ISBN 978-3-86628-409-8
In this thesis, we
present a software framework, Patus, which generates high
performance stencil codes for different types of hardware platforms, including
current multicore CPU and graphics processing unit architectures. The ultimate
goals of the framework are productivity, portability (of both the code and
performance), and achieving a high performance on the target platform.
A stencil computation
updates every grid point in a structured grid based on the values of its neighboring points. This class of computations occurs
frequently in scientific and general purpose computing (e.g., in partial
differential equation solvers or in image processing), justifying the focus on
this kind of computation. The proposed key ingredients to achieve the goals of
productivity, portability, and performance are domain
specific languages (DSLs) and the auto-tuning methodology.

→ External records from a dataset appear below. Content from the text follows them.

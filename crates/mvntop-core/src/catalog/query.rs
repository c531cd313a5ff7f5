//! Search query-string construction.

/// Builds the percent-encoded query string for one catalog search.
///
/// Wildcard query over the GAV core, sorted by descending download count,
/// requesting `2 * limit` rows in JSON format. Twice the limit leaves room
/// for documents the selection step skips.
pub(crate) fn search_query(limit: usize) -> String {
    let rows = limit.saturating_mul(2);
    url::form_urlencoded::Serializer::new(String::new())
        .append_pair("q", "*:*")
        .append_pair("rows", &rows.to_string())
        .append_pair("wt", "json")
        .append_pair("core", "gavl")
        .append_pair("sort", "downloaded desc")
        .finish()
}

The Patus stencil specification DSL allows the programmer to
express a stencil computation in a concise way independently of hardware
architecture-specific details. Thus, it increases the programmer productivity
by disburdening her or him of low level programming model issues and of
manually applying hardware platformspecific code
optimization techniques. The use of domain specific languages also implies code
reusability: once implemented, the same stencil specification can be reused on
different hardware platforms, i.e., the specification code is portable across
hardware architectures. Constructing the language to be geared towards a
special purpose makes it amenable to more aggressive optimizations and
therefore to potentially higher performance.
Auto-tuning provides
performance and performance portability by automated adaptation of
implementation-specific parameters to the characteristics of the hardware on
which the code will run. By automating the process of parameter tuning - which
essentially amounts to solving an integer programming problem in which the
objective function is the number representing the code‘s performance as a
function of the parameter configuration, - the system can also be used more
productively than if the programmer had to fine-tune thecode
manually.
We show performance
results for a variety of stencils, for which Patus
was used to generate the corresponding implementations. The selection includes
stencils taken from two real-world applications: a simulation of the
temperature within the human body during hyperthermia cancer treatment and a
seismic application. These examples demonstrate the framework‘s flexibility and
ability to produce high performance code.
About the Author:
Matthias Christen studied
Mathematics, Computer Science, and Musicology at the University of Basel, Switzerland, from where he received his diploma in
2006. In his doctoral studies in Computer Science, also at the University of
Basel, he worked as a research assistant in the fields of Scientific Computing
and High Performance Computing. During this time he also took two research
internships at the Lawrence Berkeley National Laboratory in Berkeley, CA, USA.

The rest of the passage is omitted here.